» **Work to complete**: In the material below, find the line that contains "pub fn state(&self)" and the line that contains "pub fn cn0_dbhz(&self)", then write out exactly those two lines and everything between them.

» **Listed entries**:
----------

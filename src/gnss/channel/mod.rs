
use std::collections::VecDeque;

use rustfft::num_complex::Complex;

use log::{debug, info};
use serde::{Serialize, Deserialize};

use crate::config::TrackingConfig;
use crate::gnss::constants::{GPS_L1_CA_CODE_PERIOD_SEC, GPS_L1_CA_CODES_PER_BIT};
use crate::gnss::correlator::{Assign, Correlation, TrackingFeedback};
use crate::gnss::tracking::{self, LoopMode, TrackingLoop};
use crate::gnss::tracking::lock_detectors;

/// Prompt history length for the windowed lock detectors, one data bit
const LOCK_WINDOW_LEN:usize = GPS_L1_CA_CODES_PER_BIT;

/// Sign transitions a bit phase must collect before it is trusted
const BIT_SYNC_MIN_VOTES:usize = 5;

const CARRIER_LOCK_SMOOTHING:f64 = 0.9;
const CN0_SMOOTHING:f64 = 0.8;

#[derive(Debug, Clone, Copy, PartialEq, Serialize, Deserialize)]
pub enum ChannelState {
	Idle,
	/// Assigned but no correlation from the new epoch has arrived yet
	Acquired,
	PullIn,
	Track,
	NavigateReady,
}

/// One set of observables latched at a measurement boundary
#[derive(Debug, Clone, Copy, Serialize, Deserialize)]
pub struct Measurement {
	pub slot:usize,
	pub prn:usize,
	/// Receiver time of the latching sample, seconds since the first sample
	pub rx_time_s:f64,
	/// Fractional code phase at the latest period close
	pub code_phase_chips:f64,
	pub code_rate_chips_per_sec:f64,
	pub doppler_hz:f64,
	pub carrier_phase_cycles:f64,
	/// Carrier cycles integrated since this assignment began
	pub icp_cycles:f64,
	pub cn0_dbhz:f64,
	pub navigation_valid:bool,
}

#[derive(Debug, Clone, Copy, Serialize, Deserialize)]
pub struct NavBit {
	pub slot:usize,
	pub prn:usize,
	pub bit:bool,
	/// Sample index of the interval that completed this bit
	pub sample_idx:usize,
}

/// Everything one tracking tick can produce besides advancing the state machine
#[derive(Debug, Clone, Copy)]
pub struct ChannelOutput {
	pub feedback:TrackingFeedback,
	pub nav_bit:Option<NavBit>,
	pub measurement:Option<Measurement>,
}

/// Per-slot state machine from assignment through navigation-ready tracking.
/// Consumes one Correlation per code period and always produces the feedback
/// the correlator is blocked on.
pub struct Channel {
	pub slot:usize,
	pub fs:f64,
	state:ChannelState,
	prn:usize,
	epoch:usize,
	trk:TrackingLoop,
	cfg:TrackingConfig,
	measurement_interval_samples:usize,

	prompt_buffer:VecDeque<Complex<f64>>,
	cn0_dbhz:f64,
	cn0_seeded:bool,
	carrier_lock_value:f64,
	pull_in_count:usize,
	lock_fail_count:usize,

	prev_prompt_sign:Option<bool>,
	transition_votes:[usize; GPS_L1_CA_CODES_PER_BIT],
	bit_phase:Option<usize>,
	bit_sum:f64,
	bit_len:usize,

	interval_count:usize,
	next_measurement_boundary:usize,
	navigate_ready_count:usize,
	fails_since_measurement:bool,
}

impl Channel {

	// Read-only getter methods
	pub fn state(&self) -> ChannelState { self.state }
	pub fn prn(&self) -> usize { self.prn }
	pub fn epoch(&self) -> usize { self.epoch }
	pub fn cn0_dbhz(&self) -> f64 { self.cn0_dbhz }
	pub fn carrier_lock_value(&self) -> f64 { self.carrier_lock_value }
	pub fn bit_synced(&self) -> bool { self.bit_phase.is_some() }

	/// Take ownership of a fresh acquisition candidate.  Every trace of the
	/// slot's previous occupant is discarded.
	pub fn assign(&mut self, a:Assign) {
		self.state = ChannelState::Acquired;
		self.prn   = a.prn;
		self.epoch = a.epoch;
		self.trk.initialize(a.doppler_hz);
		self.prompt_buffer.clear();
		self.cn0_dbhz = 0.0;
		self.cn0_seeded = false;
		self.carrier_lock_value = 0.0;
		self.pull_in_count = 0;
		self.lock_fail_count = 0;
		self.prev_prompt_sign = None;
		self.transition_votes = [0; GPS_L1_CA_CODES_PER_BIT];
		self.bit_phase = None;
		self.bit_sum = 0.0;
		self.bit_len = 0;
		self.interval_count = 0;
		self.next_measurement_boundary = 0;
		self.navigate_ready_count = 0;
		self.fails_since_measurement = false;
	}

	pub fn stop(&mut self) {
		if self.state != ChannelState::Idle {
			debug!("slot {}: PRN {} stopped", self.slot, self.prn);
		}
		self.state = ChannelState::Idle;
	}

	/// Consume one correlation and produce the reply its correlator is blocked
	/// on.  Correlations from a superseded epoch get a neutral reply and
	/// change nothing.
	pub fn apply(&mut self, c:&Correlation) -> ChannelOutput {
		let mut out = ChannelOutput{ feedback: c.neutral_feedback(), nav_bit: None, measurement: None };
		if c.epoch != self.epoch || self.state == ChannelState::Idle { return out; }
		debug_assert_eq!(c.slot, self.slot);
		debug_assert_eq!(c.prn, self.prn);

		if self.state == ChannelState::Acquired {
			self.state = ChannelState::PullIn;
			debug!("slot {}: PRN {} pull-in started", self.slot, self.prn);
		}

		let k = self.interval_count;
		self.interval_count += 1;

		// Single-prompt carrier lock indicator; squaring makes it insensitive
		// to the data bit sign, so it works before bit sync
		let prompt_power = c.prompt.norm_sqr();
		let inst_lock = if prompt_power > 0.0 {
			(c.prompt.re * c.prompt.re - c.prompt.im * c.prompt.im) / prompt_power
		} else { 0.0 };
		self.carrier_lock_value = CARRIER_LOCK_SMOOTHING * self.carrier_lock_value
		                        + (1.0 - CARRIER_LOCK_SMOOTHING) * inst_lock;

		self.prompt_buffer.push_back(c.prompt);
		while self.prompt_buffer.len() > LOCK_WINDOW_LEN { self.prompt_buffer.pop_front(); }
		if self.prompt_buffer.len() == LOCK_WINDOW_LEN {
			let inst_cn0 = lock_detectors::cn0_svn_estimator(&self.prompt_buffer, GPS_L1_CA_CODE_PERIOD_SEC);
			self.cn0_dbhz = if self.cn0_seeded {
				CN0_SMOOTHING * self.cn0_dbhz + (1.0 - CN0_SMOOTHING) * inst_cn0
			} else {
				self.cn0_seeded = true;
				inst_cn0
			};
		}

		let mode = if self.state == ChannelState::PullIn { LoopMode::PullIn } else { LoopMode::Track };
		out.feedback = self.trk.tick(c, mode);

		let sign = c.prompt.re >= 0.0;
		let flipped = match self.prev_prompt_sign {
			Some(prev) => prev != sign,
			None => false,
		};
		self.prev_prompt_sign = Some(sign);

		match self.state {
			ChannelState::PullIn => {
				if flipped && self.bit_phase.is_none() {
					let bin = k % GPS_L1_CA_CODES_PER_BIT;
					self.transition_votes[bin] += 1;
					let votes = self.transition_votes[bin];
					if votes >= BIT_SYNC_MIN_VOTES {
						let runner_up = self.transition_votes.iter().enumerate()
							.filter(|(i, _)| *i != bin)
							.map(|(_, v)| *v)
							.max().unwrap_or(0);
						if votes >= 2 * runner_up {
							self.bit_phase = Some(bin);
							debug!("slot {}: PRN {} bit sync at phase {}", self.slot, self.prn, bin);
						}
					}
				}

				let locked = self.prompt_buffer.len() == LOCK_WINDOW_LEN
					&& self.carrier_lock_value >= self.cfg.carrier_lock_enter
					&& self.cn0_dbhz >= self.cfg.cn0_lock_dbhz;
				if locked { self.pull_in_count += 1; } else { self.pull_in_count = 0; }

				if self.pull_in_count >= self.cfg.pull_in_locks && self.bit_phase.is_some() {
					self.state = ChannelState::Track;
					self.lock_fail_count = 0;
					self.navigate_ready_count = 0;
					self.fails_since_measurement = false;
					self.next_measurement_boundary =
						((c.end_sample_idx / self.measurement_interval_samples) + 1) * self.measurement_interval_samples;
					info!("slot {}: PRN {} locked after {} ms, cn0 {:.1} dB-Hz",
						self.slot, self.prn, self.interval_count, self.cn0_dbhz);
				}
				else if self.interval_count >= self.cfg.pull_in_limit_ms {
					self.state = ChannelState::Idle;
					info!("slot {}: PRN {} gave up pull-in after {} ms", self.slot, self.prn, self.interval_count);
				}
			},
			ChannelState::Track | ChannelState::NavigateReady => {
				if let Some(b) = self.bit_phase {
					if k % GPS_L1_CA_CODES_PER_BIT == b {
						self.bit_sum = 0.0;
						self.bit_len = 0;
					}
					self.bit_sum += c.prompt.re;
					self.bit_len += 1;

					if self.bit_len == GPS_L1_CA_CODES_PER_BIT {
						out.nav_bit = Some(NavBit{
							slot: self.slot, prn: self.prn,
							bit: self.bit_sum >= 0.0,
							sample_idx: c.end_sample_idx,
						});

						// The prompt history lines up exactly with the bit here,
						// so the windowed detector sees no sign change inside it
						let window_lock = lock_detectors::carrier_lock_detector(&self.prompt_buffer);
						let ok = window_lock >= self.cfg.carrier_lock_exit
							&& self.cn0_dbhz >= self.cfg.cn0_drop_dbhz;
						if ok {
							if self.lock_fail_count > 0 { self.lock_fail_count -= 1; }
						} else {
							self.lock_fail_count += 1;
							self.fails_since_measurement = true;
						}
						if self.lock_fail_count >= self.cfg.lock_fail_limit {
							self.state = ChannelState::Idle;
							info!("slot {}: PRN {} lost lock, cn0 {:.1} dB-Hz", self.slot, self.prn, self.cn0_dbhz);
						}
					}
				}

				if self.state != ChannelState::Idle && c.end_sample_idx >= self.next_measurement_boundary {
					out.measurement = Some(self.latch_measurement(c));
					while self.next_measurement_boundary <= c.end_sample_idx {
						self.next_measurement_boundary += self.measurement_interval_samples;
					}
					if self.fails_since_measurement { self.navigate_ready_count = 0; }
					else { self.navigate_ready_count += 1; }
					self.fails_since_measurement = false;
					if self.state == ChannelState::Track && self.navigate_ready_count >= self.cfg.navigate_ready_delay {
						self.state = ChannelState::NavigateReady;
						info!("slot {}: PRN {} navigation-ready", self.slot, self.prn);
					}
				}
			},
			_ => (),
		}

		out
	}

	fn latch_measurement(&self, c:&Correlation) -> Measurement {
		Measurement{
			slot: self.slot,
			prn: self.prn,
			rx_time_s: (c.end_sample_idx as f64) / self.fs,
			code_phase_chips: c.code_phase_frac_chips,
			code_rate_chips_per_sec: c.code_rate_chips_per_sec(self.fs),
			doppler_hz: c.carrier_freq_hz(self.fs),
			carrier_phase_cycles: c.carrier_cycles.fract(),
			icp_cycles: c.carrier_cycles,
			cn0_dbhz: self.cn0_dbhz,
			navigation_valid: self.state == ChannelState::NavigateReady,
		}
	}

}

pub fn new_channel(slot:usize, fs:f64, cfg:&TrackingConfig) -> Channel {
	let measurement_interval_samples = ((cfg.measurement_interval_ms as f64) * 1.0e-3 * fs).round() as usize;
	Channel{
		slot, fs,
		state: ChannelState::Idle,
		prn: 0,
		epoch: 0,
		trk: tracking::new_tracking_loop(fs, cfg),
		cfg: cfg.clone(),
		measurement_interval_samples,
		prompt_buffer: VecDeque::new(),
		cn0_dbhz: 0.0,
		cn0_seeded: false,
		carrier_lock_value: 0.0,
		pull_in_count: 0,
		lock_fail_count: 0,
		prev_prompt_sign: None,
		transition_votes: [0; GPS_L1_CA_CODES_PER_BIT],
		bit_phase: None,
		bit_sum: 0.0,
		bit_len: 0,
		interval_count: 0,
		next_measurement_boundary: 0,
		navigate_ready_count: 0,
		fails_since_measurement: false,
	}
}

----------

» **Task result**:
	pub fn state(&self) -> ChannelState { self.state }
	pub fn prn(&self) -> usize { self.prn }
	pub fn epoch(&self) -> usize { self.epoch }
	pub fn cn0_dbhz(&self) -> f64 { self.cn0_dbhz }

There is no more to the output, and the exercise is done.